According to Lisa Bobal, spokesperson for the Memphis Film Forum (MFF), this year’s Memphis International Film Festival is going to be bigger and better than ever. So let’s look at the numbers: It’s the forum’s third year to host the four-day festival, which this year will showcase nearly 40 films that were chosen from the largest number of entries the forum has received yet.

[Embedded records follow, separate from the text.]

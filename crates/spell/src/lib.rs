//! Spell detection over one year of daily values.
//!
//! Every spell index shares the [`scan`] primitive, which yields the
//! maximal runs of consecutive days satisfying a predicate:
//!
//! ```text
//!  row ──scan(pred)──▶ Run, Run, ... ──┬─ longest_run            (CDD, CWD)
//!                                      ├─ spell_duration_days    (WSDI, CSDI)
//!                                      └─ growing_season_length  (GSL)
//! ```
//!
//! A run still open on the last day of the row is emitted, so a spell
//! ending on December 31 counts. Runs never cross year boundaries.
//!
//! # Quick start
//!
//! ```rust
//! use climdex_spell::{Run, scan};
//!
//! let row = [1.0, 3.0, 4.0, 0.0, 5.0];
//! let runs: Vec<Run> = scan(&row, |v| v > 2.0).collect();
//! assert_eq!(runs, vec![Run::new(1, 2), Run::new(4, 1)]);
//! ```

mod config;
mod duration;
mod error;
mod run;
mod season;

pub use config::SeasonConfig;
pub use duration::{longest_run, spell_duration_days};
pub use error::SpellError;
pub use run::{Run, Runs, scan, scan_from};
pub use season::{SeasonRule, growing_season_length};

Another important figure: one, as in one venue. In the past, the forum has shown its entries at venues far and wide, from the Ridgeway theater to the Memphis College of Art. This year, all films will be screened at Malco’s Studio on the Square, and the French Quarter Suites will serve as the official host hotel for the directors, writers, actors, and producers who are making their way to Memphis. The idea is to inject the festival with a communal atmosphere typical of larger festivals such as Sundance. “Everyone will be walking around and talking to one another,” says Bobal, clearly excited by the possibilities.

One of the more prestigious films featured will be Promises, a documentary on Israeli and Palestinian children, which was nominated for an Oscar this year.

The festival will include free seminars at Playhouse on the Square, covering such aspects of filmmaking as pitching your films to studios and dealing with legal issues.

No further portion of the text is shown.